25 Mart 2022 - Cuma
S İ T E M
Yazar - Bülent Alpagut
Okuma Süresi: 18 dk.
1172 okunma
Bülent Alpagut
- 05062218413OKULLARIMIZ İÇİN
BEKÇİ UYGULAMASI BAŞLATILIRSA
YENİ BİR İSTİHDAM KAPISI
ARALANABİLİR
Sayın valimiz Ali Çelik Bey’in yerel basına düşen bir açıklaması bir öğretmen olarak beni de sevindirdi.Kütahya’da 2021-2022 Eğitim ve Öğretim yılı 2. yarıyılının güven ve huzur içinde sürdürülmesi için “ Okul Güvenliği Hazırlık Toplantısı”nda Kütahya’da mevcut 373 okulun 331’inde güvenlik kamerası bulunduğunu açıklayan sayın valimiz,kamerasız okulların da güvenlik durumlarının değerlendirileceğini,gerekli planlamaların yapılacağını ve çalışmaların hızlı bir şekilde tamamlanmasını istemiş.

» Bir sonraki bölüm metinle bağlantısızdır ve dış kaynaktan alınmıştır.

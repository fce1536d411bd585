use serde::{Deserialize, Serialize};
use std::net::IpAddr;
use std::path::PathBuf;

/// Root configuration
#[derive(Debug, Clone, Deserialize, Serialize)]
pub struct Config {
    pub auth: AuthConfig,
    pub issuance: IssuanceConfig,
    #[serde(default)]
    pub server: ServerConfig,
    #[serde(default)]
    pub database: DatabaseConfig,
    #[serde(default)]
    pub credentials: CredentialsConfig,
    #[serde(default)]
    pub pipelines: PipelinesConfig,
    #[serde(default)]
    pub cache: CacheConfig,
}

/// Server configuration
#[derive(Debug, Clone, Deserialize, Serialize)]
pub struct ServerConfig {
    #[serde(default = "default_host")]
    pub host: IpAddr,
    #[serde(default = "default_port")]
    pub port: u16,
}

impl Default for ServerConfig {
    fn default() -> Self {
        Self {
            host: default_host(),
            port: default_port(),
        }
    }
}

fn default_host() -> IpAddr {
    IpAddr::from([0, 0, 0, 0])
}

fn default_port() -> u16 {
    8080
}

/// Operator authentication configuration
#[derive(Debug, Clone, Deserialize, Serialize)]
pub struct AuthConfig {
    pub method: AuthMethod,
    /// Required when `method = "api_key"`.
    #[serde(default)]
    pub api_key: Option<String>,
}

#[derive(Debug, Clone, Copy, Deserialize, Serialize, PartialEq, Eq)]
#[serde(rename_all = "snake_case")]
pub enum AuthMethod {
    None,
    ApiKey,
}

/// Database configuration
#[derive(Debug, Clone, Deserialize, Serialize)]
pub struct DatabaseConfig {
    #[serde(default = "default_db_path")]
    pub path: PathBuf,
}

impl Default for DatabaseConfig {
    fn default() -> Self {
        Self {
            path: default_db_path(),
        }
    }
}

fn default_db_path() -> PathBuf {
    PathBuf::from("gatehouse.db")
}

/// Keys and identities used to issue tickets and trust email assertions.
#[derive(Debug, Clone, Deserialize, Serialize)]
pub struct IssuanceConfig {
    /// Hex-encoded 32-byte Ed25519 seed used to sign issued tickets.
    pub signing_key: String,
    /// Hex-encoded public key of the service that signs email assertions.
    pub email_issuer_public_key: String,
    /// Users with these emails can see and edit every pipeline.
    #[serde(default)]
    pub admin_emails: Vec<String>,
}

/// Credential verification settings
#[derive(Debug, Clone, Deserialize, Serialize)]
pub struct CredentialsConfig {
    /// Credential timestamps are rounded down to this resolution.
    #[serde(default = "default_timestamp_resolution_secs")]
    pub timestamp_resolution_secs: u64,
    /// Upper bound on memoized verifications kept in memory.
    #[serde(default = "default_max_cached_verifications")]
    pub max_cached_verifications: usize,
}

impl Default for CredentialsConfig {
    fn default() -> Self {
        Self {
            timestamp_resolution_secs: default_timestamp_resolution_secs(),
            max_cached_verifications: default_max_cached_verifications(),
        }
    }
}

fn default_timestamp_resolution_secs() -> u64 {
    3600
}

fn default_max_cached_verifications() -> usize {
    10_000
}

/// Pipeline scheduling settings
#[derive(Debug, Clone, Deserialize, Serialize)]
pub struct PipelinesConfig {
    /// Interval between scheduled loads of each pipeline.
    #[serde(default = "default_refresh_interval_ms")]
    pub refresh_interval_ms: u64,
    /// Minimum time between two failure alerts for the same pipeline.
    #[serde(default = "default_alert_throttle_secs")]
    pub alert_throttle_secs: u64,
}

impl Default for PipelinesConfig {
    fn default() -> Self {
        Self {
            refresh_interval_ms: default_refresh_interval_ms(),
            alert_throttle_secs: default_alert_throttle_secs(),
        }
    }
}

fn default_refresh_interval_ms() -> u64 {
    60_000
}

fn default_alert_throttle_secs() -> u64 {
    600
}

/// Bounded cache eviction settings
#[derive(Debug, Clone, Deserialize, Serialize)]
pub struct CacheConfig {
    #[serde(default = "default_max_age_days")]
    pub max_age_days: u32,
    #[serde(default = "default_max_entries")]
    pub max_entries: u32,
    #[serde(default = "default_eviction_interval_secs")]
    pub eviction_interval_secs: u64,
}

impl Default for CacheConfig {
    fn default() -> Self {
        Self {
            max_age_days: default_max_age_days(),
            max_entries: default_max_entries(),
            eviction_interval_secs: default_eviction_interval_secs(),
        }
    }
}

fn default_max_age_days() -> u32 {
    30
}

fn default_max_entries() -> u32 {
    10_000
}

fn default_eviction_interval_secs() -> u64 {
    3600
}

/// Sanitized config for API responses (secrets redacted)
#[derive(Debug, Clone, Serialize)]
pub struct SanitizedConfig {
    pub auth: SanitizedAuthConfig,
    pub issuance: SanitizedIssuanceConfig,
    pub server: ServerConfig,
    pub database: DatabaseConfig,
    pub credentials: CredentialsConfig,
    pub pipelines: PipelinesConfig,
    pub cache: CacheConfig,
}

#[derive(Debug, Clone, Serialize)]
pub struct SanitizedAuthConfig {
    pub method: String,
    pub api_key_configured: bool,
}

/// Issuance config with the signing seed hidden
#[derive(Debug, Clone, Serialize)]
pub struct SanitizedIssuanceConfig {
    pub signing_key_configured: bool,
    pub email_issuer_public_key: String,
    pub admin_count: usize,
}

impl From<&Config> for SanitizedConfig {
    fn from(config: &Config) -> Self {
        Self {
            auth: SanitizedAuthConfig {
                method: match config.auth.method {
                    AuthMethod::None => "none".to_string(),
                    AuthMethod::ApiKey => "api_key".to_string(),
                },
                api_key_configured: config
                    .auth
                    .api_key
                    .as_ref()
                    .is_some_and(|k| !k.is_empty()),
            },
            issuance: SanitizedIssuanceConfig {
                signing_key_configured: !config.issuance.signing_key.is_empty(),
                email_issuer_public_key: config.issuance.email_issuer_public_key.clone(),
                admin_count: config.issuance.admin_emails.len(),
            },
            server: config.server.clone(),
            database: config.database.clone(),
            credentials: config.credentials.clone(),
            pipelines: config.pipelines.clone(),
            cache: config.cache.clone(),
        }
    }
}

#[cfg(test)]
mod tests {
    use super::*;

    const ISSUANCE: &str = r#"
[issuance]
signing_key = "0101010101010101010101010101010101010101010101010101010101010101"
email_issuer_public_key = "8a88e3dd7409f195fd52db2d3cba5d72ca6709bf1d94121bf3748801b40f6f5c"
"#;

    #[test]
    fn test_deserialize_valid_config_with_none_auth() {
        let toml = format!(
            r#"
[auth]
method = "none"

[server]
host = "127.0.0.1"
port = 9000
{ISSUANCE}"#
        );
        let config: Config = toml::from_str(&toml).unwrap();
        assert_eq!(config.auth.method, AuthMethod::None);
        assert_eq!(config.server.port, 9000);
        assert_eq!(config.server.host.to_string(), "127.0.0.1");
    }

    #[test]
    fn test_deserialize_applies_defaults() {
        let toml = format!("[auth]\nmethod = \"none\"\n{ISSUANCE}");
        let config: Config = toml::from_str(&toml).unwrap();
        assert_eq!(config.server.port, 8080);
        assert_eq!(config.database.path.to_str().unwrap(), "gatehouse.db");
        assert_eq!(config.credentials.timestamp_resolution_secs, 3600);
        assert_eq!(config.pipelines.refresh_interval_ms, 60_000);
        assert_eq!(config.pipelines.alert_throttle_secs, 600);
        assert_eq!(config.cache.max_age_days, 30);
        assert!(config.issuance.admin_emails.is_empty());
    }

    #[test]
    fn test_deserialize_missing_issuance_fails() {
        let toml = r#"
[auth]
method = "none"
"#;
        let result: Result<Config, _> = toml::from_str(toml);
        assert!(result.is_err());
    }

    #[test]
    fn test_deserialize_api_key_auth() {
        let toml = format!(
            "[auth]\nmethod = \"api_key\"\napi_key = \"secret\"\n{ISSUANCE}"
        );
        let config: Config = toml::from_str(&toml).unwrap();
        assert_eq!(config.auth.method, AuthMethod::ApiKey);
        assert_eq!(config.auth.api_key.as_deref(), Some("secret"));
    }

    #[test]
    fn test_sanitized_config_hides_secrets() {
        let toml = format!(
            "[auth]\nmethod = \"api_key\"\napi_key = \"secret\"\n{ISSUANCE}admin_emails = [\"admin@example.com\"]\n"
        );
        let config: Config = toml::from_str(&toml).unwrap();
        let sanitized = SanitizedConfig::from(&config);
        assert_eq!(sanitized.auth.method, "api_key");
        assert!(sanitized.auth.api_key_configured);
        assert!(sanitized.issuance.signing_key_configured);
        assert_eq!(sanitized.issuance.admin_count, 1);

        let json = serde_json::to_string(&sanitized).unwrap();
        assert!(!json.contains("secret"));
        assert!(!json.contains("0101010101"));
    }
}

Demek oluyor ki; Kütahya’da bu konuda gereken yapılmış.Bunun tüm ülke genelinde yapılması da sonuç itibariyle olumlu sonuçları da berabere getirecektir. Camilerin zaman zaman soyulduğu gibi okullarımız da soyuluyor. Öğrencilerimize sunulan hizmetler kendini bilmezlerin eline geçiyor.Ben yıllardan beri okullarımızın geceleri bir bekçi tarafından beklenmesini savunanlardanım. Binlerce okulun birer bekçi tarafından beklenmesi aynı zamanda istihdam da yaratacaktır. Bu bekçilerin eğitim görmüş,eli silah tutan, bilinçli insanlardan oluşturulması ayrı bir önem arzetmektedir. Birçok güvenlik kurslarımız var. Bu kursları başarıyla bitirenlere sertifika veriliyor. Ordudan terhis olmuş binlerce eğitimli askerimiz var. İş bulamayan yüksek tahsilli çocuklarımız var. Okullarımıza atanacak bu güvenlikçiler sayesinde hem okullarımız talandan kurtarılmış hem de devlet malı korunmuş olacaktır. Diyelim ki Kütahya’da 373 okulumuz var. Bu okullara birer bekçi alınırsa bu kadar güvenlikçi de kendisine bir ekmek kapısı aralamış olacaktır. İstenilirse bu okul bekçilerini illerin sayın valilerinin başkanlığında bir komisyon bile belirleyebilir. Hatta maaş veya ücretleri il içindeki kurum ve kuruluşlarca karşılanabilir.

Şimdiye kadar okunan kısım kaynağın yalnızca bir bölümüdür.